Temperature: a "shaping force' in protein evolution.

1. Comparisons of homologous enzymes from species adapted to widely different temperatures reveal that ligand-binding affinities are rigorously conserved. This is interpreted to mean that a critical relationship between ligand-binding ability and intracellular ligand concentrations must be maintained for proper enzymic regulation. 2. The catalytic efficiencies of enzyme homologues differ in temperature-compensatory manners. Activation free energies are proportional to adaptation temperature and, consequently, low-temperature-adapted enzymes have the highest substrate turnover numbers. 3. Temperature compensatory adjustments in catalytic efficiency may be achieved by altering the number of weak bonds that form or break during a catalytic conformational change. Support for this hypothesis comes from the finding that activation enthalpy and activation entropy values co-vary in a regular manner and by magnitudes consistent with different amounts of weak-bond formation/rupture during catalytic activation in differnt enzyme homologues. 4. Adaptive adjustments in ligand-binding energetics may also involve utilization of the energy changes that occur during conformational changes.
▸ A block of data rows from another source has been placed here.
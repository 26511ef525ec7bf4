use std::{fmt::Display, str::FromStr};

use log::debug;
use serde::Serialize;

use crate::{
    error::{Marker, MazeError},
    graph::NodeId,
};

/// The rows of a maze as read from its text form, one string per row
pub type MazeGrid = Vec<String>;

#[derive(Copy, Clone, Debug, Eq, PartialEq, Hash, Serialize)]
pub struct Position {
    pub row: usize,
    pub col: usize,
}

impl Display for Position {
    fn fmt(&self, f: &mut std::fmt::Formatter<'_>) -> std::fmt::Result {
        write!(f, "({}, {})", self.row, self.col)
    }
}

#[derive(Copy, Clone, Debug, Eq, PartialEq)]
pub enum CellKind {
    Wall,
    Open,
    Start,
    Goal,
}

impl CellKind {
    /// Classify a maze character, ignoring case
    pub fn from_char(c: char) -> Option<Self> {
        match c.to_ascii_uppercase() {
            'X' => Some(CellKind::Wall),
            ' ' => Some(CellKind::Open),
            'S' => Some(CellKind::Start),
            'G' => Some(CellKind::Goal),
            _ => None,
        }
    }

    /// Start and goal cells can be walked through like any open cell
    pub fn is_open(&self) -> bool {
        !matches!(self, CellKind::Wall)
    }
}

impl Display for CellKind {
    fn fmt(&self, f: &mut std::fmt::Formatter<'_>) -> std::fmt::Result {
        write!(
            f,
            "{}",
            match self {
                CellKind::Wall => "X",
                CellKind::Open => " ",
                CellKind::Start => "S",
                CellKind::Goal => "G",
            }
        )
    }
}

/// The traversable part of a maze.
///
/// Every open cell is listed once, in row-major order, and its index in that list is its node
/// id. Start and goal are stored as node ids, so they always refer to listed cells.
#[derive(Debug, Clone, PartialEq, Eq)]
pub struct Maze {
    open_cells: Vec<Position>,
    start: NodeId,
    goal: NodeId,
}

impl Maze {
    /// Collect the open cells of a grid of rows.
    ///
    /// Trailing whitespace of each row is dropped before it is scanned. When a marker occurs
    /// more than once the last occurrence is used.
    pub fn parse<S: AsRef<str>>(rows: &[S]) -> Result<Self, MazeError> {
        let mut open_cells = Vec::new();
        let mut start = None;
        let mut goal = None;

        for (row, line) in rows.iter().enumerate() {
            for (col, c) in line.as_ref().trim_end().chars().enumerate() {
                let position = Position { row, col };
                let kind = CellKind::from_char(c)
                    .ok_or(MazeError::MalformedCharacter { position, found: c })?;

                if !kind.is_open() {
                    continue;
                }

                match kind {
                    CellKind::Start => start = Some(open_cells.len()),
                    CellKind::Goal => goal = Some(open_cells.len()),
                    _ => {}
                }
                open_cells.push(position);
            }
        }

        let (start, goal) = match (start, goal) {
            (Some(start), Some(goal)) => (start, goal),
            (start, goal) => {
                let mut missing = Vec::new();
                if start.is_none() {
                    missing.push(Marker::Start);
                }
                if goal.is_none() {
                    missing.push(Marker::Goal);
                }
                return Err(MazeError::MissingMarkers(missing));
            }
        };

        debug!(
            "parsed maze with {} open cells, start {} goal {}",
            open_cells.len(),
            open_cells[start],
            open_cells[goal]
        );

        Ok(Self {
            open_cells,
            start,
            goal,
        })
    }

    /// Assemble a maze from an already collected open cell list.
    ///
    /// Both markers must be listed among the open cells; if a position is listed more than
    /// once the last entry is used. Start and goal may be the same cell.
    pub fn from_parts(
        open_cells: Vec<Position>,
        start: Position,
        goal: Position,
    ) -> Result<Self, MazeError> {
        let start_id = open_cells.iter().rposition(|p| *p == start);
        let goal_id = open_cells.iter().rposition(|p| *p == goal);

        match (start_id, goal_id) {
            (Some(start), Some(goal)) => Ok(Self {
                open_cells,
                start,
                goal,
            }),
            (start, goal) => Err(MazeError::MissingMarkers(
                [(start, Marker::Start), (goal, Marker::Goal)]
                    .into_iter()
                    .filter(|(id, _)| id.is_none())
                    .map(|(_, marker)| marker)
                    .collect(),
            )),
        }
    }

    pub fn open_cells(&self) -> &[Position] {
        &self.open_cells
    }

    /// Number of open cells, i.e. the number of nodes of the maze graph
    pub fn node_count(&self) -> usize {
        self.open_cells.len()
    }

    pub fn start(&self) -> Position {
        self.open_cells[self.start]
    }

    pub fn goal(&self) -> Position {
        self.open_cells[self.goal]
    }

    pub fn start_id(&self) -> NodeId {
        self.start
    }

    pub fn goal_id(&self) -> NodeId {
        self.goal
    }

    /// The node id of an open cell, by linear search over the open cells
    pub fn node_id(&self, position: Position) -> Option<NodeId> {
        self.open_cells.iter().rposition(|p| *p == position)
    }
}

impl FromStr for Maze {
    type Err = MazeError;

    fn from_str(s: &str) -> Result<Self, Self::Err> {
        let rows: Vec<&str> = s.lines().collect();
        Maze::parse(&rows)
    }
}

#[cfg(test)]
mod test {

    use super::*;

    #[test]
    fn test_classify() {
        assert_eq!(CellKind::from_char('X'), Some(CellKind::Wall));
        assert_eq!(CellKind::from_char('x'), Some(CellKind::Wall));
        assert_eq!(CellKind::from_char(' '), Some(CellKind::Open));
        assert_eq!(CellKind::from_char('s'), Some(CellKind::Start));
        assert_eq!(CellKind::from_char('g'), Some(CellKind::Goal));
        assert_eq!(CellKind::from_char('#'), None);
        assert_eq!(CellKind::from_char('\t'), None);
        assert!(CellKind::Start.is_open());
        assert!(CellKind::Goal.is_open());
        assert!(!CellKind::Wall.is_open());
    }

    #[test]
    fn test_parse_linear() {
        let maze: Maze = "XXXXX\nXS GX\nXXXXX".parse().unwrap();

        assert_eq!(
            maze.open_cells(),
            &[
                Position { row: 1, col: 1 },
                Position { row: 1, col: 2 },
                Position { row: 1, col: 3 },
            ]
        );
        assert_eq!(maze.start_id(), 0);
        assert_eq!(maze.goal_id(), 2);
        assert_eq!(maze.start(), Position { row: 1, col: 1 });
        assert_eq!(maze.goal(), Position { row: 1, col: 3 });
    }

    #[test]
    fn test_parse_is_case_insensitive() {
        let maze: Maze = "xxxxx\nxs gx\nxxxxx".parse().unwrap();

        assert_eq!(maze.node_count(), 3);
        assert_eq!(maze.start_id(), 0);
        assert_eq!(maze.goal_id(), 2);
    }

    #[test]
    fn test_parse_last_marker_wins() {
        let maze: Maze = "XXXXXX\nXSGSGX\nXXXXXX".parse().unwrap();

        assert_eq!(maze.node_count(), 4);
        assert_eq!(maze.start_id(), 2);
        assert_eq!(maze.goal_id(), 3);
    }

    #[test]
    fn test_parse_trims_trailing_whitespace() {
        let maze = Maze::parse(&["XXXX   ", "XSGX \t", "XXXX"]).unwrap();

        assert_eq!(maze.node_count(), 2);
    }

    #[test]
    fn test_parse_ragged_rows() {
        let maze = Maze::parse(&["XXXXXX", "XS  GX", "X X", "XXXXXX"]).unwrap();

        assert_eq!(maze.node_count(), 5);
        assert_eq!(maze.node_id(Position { row: 2, col: 1 }), Some(4));
        assert_eq!(maze.node_id(Position { row: 2, col: 4 }), None);
    }

    #[test]
    fn test_parse_malformed_character() {
        let err = Maze::parse(&["XXXX", "XS.X", "XGXX"]).unwrap_err();

        assert!(matches!(
            err,
            MazeError::MalformedCharacter {
                position: Position { row: 1, col: 2 },
                found: '.'
            }
        ));
    }

    #[test]
    fn test_parse_missing_markers() {
        let err = Maze::parse(&["XXXX", "XS X", "XXXX"]).unwrap_err();
        assert!(matches!(err, MazeError::MissingMarkers(ref m) if m == &[Marker::Goal]));

        let err = Maze::parse(&["XXXX", "X GX", "XXXX"]).unwrap_err();
        assert!(matches!(err, MazeError::MissingMarkers(ref m) if m == &[Marker::Start]));

        let err = Maze::parse::<&str>(&[]).unwrap_err();
        assert!(
            matches!(err, MazeError::MissingMarkers(ref m) if m == &[Marker::Start, Marker::Goal])
        );
    }

    #[test]
    fn test_from_parts() {
        let cell = Position { row: 3, col: 4 };
        let maze = Maze::from_parts(vec![cell], cell, cell).unwrap();

        assert_eq!(maze.start_id(), 0);
        assert_eq!(maze.goal_id(), 0);

        let err = Maze::from_parts(vec![cell], cell, Position { row: 0, col: 0 }).unwrap_err();
        assert!(matches!(err, MazeError::MissingMarkers(ref m) if m == &[Marker::Goal]));
    }
}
This mechanism would permit enzymes with identical binding-site chemistries to display adaptively different ligand affinities. 5. The greater heat-stabilities of enzymes from warm-adapted species may cause these enzymes to be less efficient catalysts than cold-adapted heat-labile enzymes. Heat-stable enzymes may have to break more weak bonds during a catalytic conformational change than do cold-adapted enzymes. The requirements for thermal stability and high catalytic efficiency thus appear to force an adaptational 'compromise'.